Search the entries for the word "CurrentUser". Copy every line where it turns up.

Items listed in a dataset
• • • • •
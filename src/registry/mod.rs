//! Registry access layer
//!
//! This module defines the capability the association logic is written against,
//! so the same code drives the live Windows registry and an in-memory fake.
//!
//! # Overview
//!
//! - `Root`: the two class roots an association can live under
//! - `RegistryBackend`: open/create/delete/enumerate/get/set over one registry store
//! - `KeyPresence`: tri-state existence check used before overwriting
//! - `tree`: recursive subtree deletion built on the backend
//!
//! # Backends
//!
//! - `MemoryRegistry`: process-local tree with OS-equivalent semantics (all platforms)
//! - `WindowsRegistry`: the real registry via the `winreg` crate (Windows only)
//!
//! # Example Usage
//!
//! ```
//! use winreg_helpers::registry::{MemoryRegistry, RegistryBackend, Root};
//!
//! let registry = MemoryRegistry::new();
//! let root = registry.predef(Root::CurrentUser);
//! let key = registry.create_subkey(&root, "Software\\Classes\\.foo")?;
//! registry.set_string(&key, "", "MyApp.Document")?;
//! assert_eq!(registry.get_string(&key, "")?, "MyApp.Document");
//! # Ok::<(), std::io::Error>(())
//! ```

pub mod memory;
pub mod tree;

#[cfg(windows)]
pub mod native;

pub use memory::{MemoryKey, MemoryRegistry};
pub use tree::delete_tree;

#[cfg(windows)]
pub use native::WindowsRegistry;

use std::io;

/// Per-user location of the classes store under `HKEY_CURRENT_USER`
pub const USER_CLASSES_PATH: &str = "Software\\Classes";

/// Registry root an association is written under
#[derive(Debug, Clone, Copy, PartialEq, Eq, Hash)]
pub enum Root {
    /// `HKEY_CURRENT_USER`, classes live under `Software\Classes`
    CurrentUser,
    /// `HKEY_CLASSES_ROOT`, classes live directly under the root
    AllUsers,
}

impl Root {
    /// Map the caller's "all users?" flag to a root
    pub fn from_all_users(all_users: bool) -> Self {
        if all_users {
            Self::AllUsers
        } else {
            Self::CurrentUser
        }
    }

    /// Path of the class key `name` relative to this root
    pub fn class_path(self, name: &str) -> String {
        match self {
            Self::CurrentUser => format!("{USER_CLASSES_PATH}\\{name}"),
            Self::AllUsers => name.to_string(),
        }
    }

    /// Conventional hive name, used in logs and error messages
    pub fn hive_name(self) -> &'static str {
        match self {
            Self::CurrentUser => "HKEY_CURRENT_USER",
            Self::AllUsers => "HKEY_CLASSES_ROOT",
        }
    }
}

/// Result of probing a key for existence
#[derive(Debug)]
pub enum KeyPresence {
    /// Key opened successfully
    Exists,
    /// OS reported the key as missing
    NotFound,
    /// Probing failed for another reason
    Error(io::Error),
}

/// Registry store operations used by the association logic.
///
/// All paths are relative to the given parent key and may span several levels,
/// separated by `\` (or `/`). Handles are scoped: dropping a `Key` releases it.
/// Value names are plain text; the empty name addresses the key's default value.
pub trait RegistryBackend {
    /// Open key handle, released on drop
    type Key;

    /// Handle to one of the predefined roots
    fn predef(&self, root: Root) -> Self::Key;

    /// Open an existing key below `parent`
    fn open_subkey(&self, parent: &Self::Key, path: &str) -> io::Result<Self::Key>;

    /// Open `path` below `parent`, creating it and any missing intermediate keys
    fn create_subkey(&self, parent: &Self::Key, path: &str) -> io::Result<Self::Key>;

    /// Names of the immediate subkeys of `key`
    fn subkey_names(&self, key: &Self::Key) -> io::Result<Vec<String>>;

    /// Delete `path` below `parent` together with its values.
    ///
    /// Fails with `io::ErrorKind::DirectoryNotEmpty` while the key still has subkeys.
    fn delete_subkey(&self, parent: &Self::Key, path: &str) -> io::Result<()>;

    /// Read a string value (`""` is the default value).
    ///
    /// Fails with `io::ErrorKind::InvalidData` if the value holds another type.
    fn get_string(&self, key: &Self::Key, name: &str) -> io::Result<String>;

    /// Write a string value (`""` is the default value)
    fn set_string(&self, key: &Self::Key, name: &str, value: &str) -> io::Result<()>;

    /// Names of the string values stored on `key`, in enumeration order.
    ///
    /// Values of other types (`REG_DWORD`, `REG_BINARY`, ...) are not listed.
    fn value_names(&self, key: &Self::Key) -> io::Result<Vec<String>>;

    /// Probe `path` below `parent` without raising on absence
    fn key_presence(&self, parent: &Self::Key, path: &str) -> KeyPresence {
        match self.open_subkey(parent, path) {
            Ok(_key) => KeyPresence::Exists,
            Err(e) if e.kind() == io::ErrorKind::NotFound => KeyPresence::NotFound,
            Err(e) => KeyPresence::Error(e),
        }
    }
}

/// Split a key path into its non-empty segments
pub(crate) fn path_segments(path: &str) -> impl Iterator<Item = &str> {
    path.split(['\\', '/']).filter(|segment| !segment.is_empty())
}

/// Join a parent path and a child name with the registry separator
pub(crate) fn join_path(parent: &str, child: &str) -> String {
    if parent.is_empty() {
        child.to_string()
    } else {
        format!("{parent}\\{child}")
    }
}

#[cfg(test)]
mod tests {
    use super::*;

    #[test]
    fn test_root_from_all_users() {
        assert_eq!(Root::from_all_users(false), Root::CurrentUser);
        assert_eq!(Root::from_all_users(true), Root::AllUsers);
    }

    #[test]
    fn test_class_path_per_root() {
        assert_eq!(
            Root::CurrentUser.class_path("MyApp.Document"),
            "Software\\Classes\\MyApp.Document"
        );
        assert_eq!(Root::AllUsers.class_path(".foo"), ".foo");
    }

    #[test]
    fn test_path_segments_accepts_both_separators() {
        let segments: Vec<_> = path_segments("Software/Classes\\\\MyApp\\").collect();
        assert_eq!(segments, ["Software", "Classes", "MyApp"]);
        assert_eq!(path_segments("").count(), 0);
    }

    #[test]
    fn test_join_path() {
        assert_eq!(join_path("", "shell"), "shell");
        assert_eq!(join_path("shell", "open"), "shell\\open");
    }
}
• • • • •
Answer area:
//! let root = registry.predef(Root::CurrentUser);
    CurrentUser,
            Self::CurrentUser
            Self::CurrentUser => format!("{USER_CLASSES_PATH}\\{name}"),
            Self::CurrentUser => "HKEY_CURRENT_USER",
        assert_eq!(Root::from_all_users(false), Root::CurrentUser);
            Root::CurrentUser.class_path("MyApp.Document"),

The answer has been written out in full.